Step 4 — Visit each tenant
http://tenant1.local:3000→ shows Tenant A’s sitehttp://tenant2.local:3000→ shows Tenant B’s sitehttp://tenant1.local:3000/admin→ admin panel (same on any host)
Each tenant has its own pages, posts, theme, and SEO — all from the same running app.
Browser caveats
- Use
.localor.testTLDs — Chrome force-redirects.devdomains to HTTPS (via HSTS preload), which breaks local dev without SSL. Stick to.localor.test. - Cookies are domain-scoped — signing in on
tenant1.localdoes not carry the session totenant2.local. This is expected; each tenant domain has its own cookies. - Port is part of the domain — the tenant domain must include the port for local dev (e.g.
tenant1.local:3000, not justtenant1.local).
Production
Set the tenant’s domain to the real host (e.g. mysite.com). Ensure DNS for that host points to your app (see Deployment for Railway and Vercel specifics).
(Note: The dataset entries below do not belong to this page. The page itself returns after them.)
use std::collections::{HashMap, HashSet};
use std::sync::Arc;
use std::time::Duration;

use chrono::Duration as ChronoDuration;
use tokio::sync::RwLock;
use tokio::time::timeout;
use tracing::{debug, error, info, warn};

use agentdao_common::ports::{TransferReceipt, TransferRail};
use agentdao_common::utils::amount::lamports_to_sol;
use agentdao_common::{Address, Clock, SystemClock, Wallet};

use super::errors::{PaymentError, VerifyFailure};
use super::request::{
    PaymentId, PaymentRequest, PaymentStats, PaymentStatus, PaymentSummary, VerifiedPayment,
};

pub const DEFAULT_NETWORK: &str = "solana-devnet";
pub const DEFAULT_TTL_SECS: u64 = 60;
/// Longest expiry window a node accepts in its configuration.
pub const MAX_TTL_SECS: u64 = 86_400;

#[derive(Debug, Default)]
struct Book {
    requests: HashMap<PaymentId, PaymentRequest>,
    // Insertion order for `list`.
    order: Vec<PaymentId>,
    // Requests claimed by a `pay` call whose transfer is still running.
    in_flight: HashSet<PaymentId>,
}

/// Registry of x402 payment requirements.
///
/// `pay` is the only mutating transition and happens once per request;
/// `verify` is read-only and may be called any number of times.
pub struct PaymentLedger {
    network: String,
    ttl: Duration,
    rail: Arc<dyn TransferRail>,
    clock: Arc<dyn Clock>,
    book: RwLock<Book>,
}

impl PaymentLedger {
    pub fn new(rail: Arc<dyn TransferRail>) -> Self {
        Self::with_clock(rail, Arc::new(SystemClock))
    }

    pub fn with_clock(rail: Arc<dyn TransferRail>, clock: Arc<dyn Clock>) -> Self {
        Self {
            network: DEFAULT_NETWORK.to_string(),
            ttl: Duration::from_secs(DEFAULT_TTL_SECS),
            rail,
            clock,
            book: RwLock::new(Book::default()),
        }
    }

    pub fn with_ttl(mut self, ttl: Duration) -> Self {
        self.ttl = ttl;
        self
    }

    pub fn with_network(mut self, network: impl Into<String>) -> Self {
        self.network = network.into();
        self
    }

    pub fn ttl(&self) -> Duration {
        self.ttl
    }

    pub fn clock(&self) -> Arc<dyn Clock> {
        Arc::clone(&self.clock)
    }

    /// Mints a `pending` requirement that expires `ttl` from now.
    pub async fn create_requirement(
        &self,
        amount: u64,
        description: impl Into<String>,
        resource: impl Into<String>,
    ) -> Result<PaymentRequest, PaymentError> {
        if amount == 0 {
            return Err(PaymentError::InvalidAmount);
        }

        let now = self.clock.now();
        let invalid_ttl = || PaymentError::InvalidTtl(self.ttl.as_secs());
        let ttl = ChronoDuration::from_std(self.ttl).map_err(|_| invalid_ttl())?;
        let expires_at = now.checked_add_signed(ttl).ok_or_else(invalid_ttl)?;
        let request = PaymentRequest {
            id: PaymentId::new(),
            protocol: "x402".to_string(),
            version: "1.0".to_string(),
            network: self.network.clone(),
            amount,
            description: description.into(),
            resource: resource.into(),
            created_at: now,
            expires_at,
            status: PaymentStatus::Pending,
            signature: None,
            completed_at: None,
            error: None,
        };

        info!(
            "💳 x402 payment request {} created: {} SOL for {} ({})",
            request.id.short(),
            lamports_to_sol(amount),
            request.resource,
            request.description
        );

        let mut book = self.book.write().await;
        book.order.push(request.id);
        book.requests.insert(request.id, request.clone());
        Ok(request)
    }

    /// Settles a pending request by driving the rail from `payer` to `recipient`.
    ///
    /// The transfer is bounded by what is left of the expiry window. Any
    /// failure marks the request `failed`; nothing is retried.
    pub async fn pay(
        &self,
        id: &PaymentId,
        payer: &Wallet,
        recipient: &Address,
    ) -> Result<TransferReceipt, PaymentError> {
        let (amount, window) = self.claim(id).await?;

        debug!(
            "💸 Processing x402 payment {}: {} -> {} ({} SOL)",
            id.short(),
            payer.address().short(),
            recipient.short(),
            lamports_to_sol(amount)
        );

        let outcome = match timeout(window, self.rail.transfer(payer, recipient, amount)).await {
            Err(_) => Err(PaymentError::Timeout(window.as_secs())),
            Ok(Err(e)) => Err(PaymentError::Transfer(e.to_string())),
            Ok(Ok(receipt)) if !receipt.confirmed => Err(PaymentError::Unconfirmed(receipt.signature)),
            Ok(Ok(receipt)) => Ok(receipt),
        };

        self.settle(id, &outcome).await;
        outcome
    }

    /// Re-checks a completed request against the rail.
    pub async fn verify(&self, id: &PaymentId) -> Result<VerifiedPayment, VerifyFailure> {
        let (amount, signature) = {
            let book = self.book.read().await;
            let request = book.requests.get(id).ok_or(VerifyFailure::NotFound(*id))?;
            match (&request.status, &request.signature) {
                (PaymentStatus::Completed, Some(signature)) => (request.amount, signature.clone()),
                _ => return Err(VerifyFailure::NotCompleted(*id)),
            }
        };

        match self.rail.confirm(&signature).await {
            Ok(true) => {
                debug!("✅ Payment {} verified on the rail", id.short());
                Ok(VerifiedPayment { id: *id, amount, signature })
            }
            Ok(false) => {
                warn!("⚠️ Payment {} completed but receipt {} is unknown to the rail", id.short(), signature);
                Err(VerifyFailure::Unconfirmed(signature))
            }
            Err(e) => {
                warn!("⚠️ Verification of payment {} failed: {}", id.short(), e);
                Err(VerifyFailure::Rail(e.to_string()))
            }
        }
    }

    /// Marks every pending, unclaimed request past its expiry as `failed`.
    /// Returns how many were swept.
    pub async fn sweep_expired(&self) -> usize {
        let now = self.clock.now();
        let mut book = self.book.write().await;
        let Book { requests, in_flight, .. } = &mut *book;

        let mut swept = 0;
        for request in requests.values_mut() {
            if request.status == PaymentStatus::Pending
                && !in_flight.contains(&request.id)
                && request.is_expired_at(now)
            {
                request.status = PaymentStatus::Failed;
                request.error = Some("Payment request expired".to_string());
                swept += 1;
            }
        }
        if swept > 0 {
            info!("🧹 Swept {} expired payment requests", swept);
        }
        swept
    }

    pub async fn get(&self, id: &PaymentId) -> Option<PaymentRequest> {
        self.book.read().await.requests.get(id).cloned()
    }

    /// Full requests in insertion order.
    pub async fn requests(&self) -> Vec<PaymentRequest> {
        let book = self.book.read().await;
        book.order
            .iter()
            .filter_map(|id| book.requests.get(id).cloned())
            .collect()
    }

    /// Interop summaries in insertion order.
    pub async fn list(&self) -> Vec<PaymentSummary> {
        let book = self.book.read().await;
        book.order
            .iter()
            .filter_map(|id| book.requests.get(id).map(PaymentRequest::summary))
            .collect()
    }

    pub async fn stats(&self) -> PaymentStats {
        let book = self.book.read().await;
        book.requests.values().fold(PaymentStats::default(), |mut stats, r| {
            stats.total += 1;
            match r.status {
                PaymentStatus::Pending => stats.pending += 1,
                PaymentStatus::Failed => stats.failed += 1,
                PaymentStatus::Completed => {
                    stats.completed += 1;
                    stats.total_volume += r.amount;
                }
            }
            stats
        })
    }

    /// Claims a pending request for settlement. This is the compare-and-swap
    /// half of the transition: a second caller sees `AlreadyProcessed`.
    async fn claim(&self, id: &PaymentId) -> Result<(u64, Duration), PaymentError> {
        let now = self.clock.now();
        let mut book = self.book.write().await;

        if book.in_flight.contains(id) {
            return Err(PaymentError::AlreadyProcessed(*id));
        }

        let request = book.requests.get_mut(id).ok_or(PaymentError::NotFound(*id))?;
        if request.status != PaymentStatus::Pending {
            warn!("⚠️ Payment request {} already processed ({:?})", id.short(), request.status);
            return Err(PaymentError::AlreadyProcessed(*id));
        }

        if request.is_expired_at(now) {
            request.status = PaymentStatus::Failed;
            request.error = Some("Payment request expired".to_string());
            error!("❌ Payment {} failed: request expired", id.short());
            return Err(PaymentError::Expired(*id));
        }

        let window = (request.expires_at - now).to_std().unwrap_or(Duration::ZERO);
        let amount = request.amount;
        book.in_flight.insert(*id);
        Ok((amount, window))
    }

    async fn settle(&self, id: &PaymentId, outcome: &Result<TransferReceipt, PaymentError>) {
        let now = self.clock.now();
        let mut book = self.book.write().await;
        book.in_flight.remove(id);

        let Some(request) = book.requests.get_mut(id) else {
            return;
        };

        match outcome {
            Ok(receipt) => {
                request.status = PaymentStatus::Completed;
                request.signature = Some(receipt.signature.clone());
                request.completed_at = Some(now);
                info!("✅ Payment {} completed: {}", id.short(), receipt.signature);
            }
            Err(e) => {
                request.status = PaymentStatus::Failed;
                request.error = Some(e.to_string());
                error!("❌ Payment {} failed: {}", id.short(), e);
            }
        }
    }
}

impl std::fmt::Debug for PaymentLedger {
    fn fmt(&self, f: &mut std::fmt::Formatter<'_>) -> std::fmt::Result {
        f.debug_struct("PaymentLedger")
            .field("network", &self.network)
            .field("ttl", &self.ttl)
            .finish()
    }
}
The app matches the request host to the tenant’s domain field; no path prefix is needed.
For multiple production tenants, each domain must have DNS pointing to your hosting provider, and (on Vercel) each domain must be added as a custom domain in the project settings.
Revalidation
When you create or update a tenant, the app revalidates the relevant frontend routes so changes (e.g. site name, theme) appear without a manual redeploy.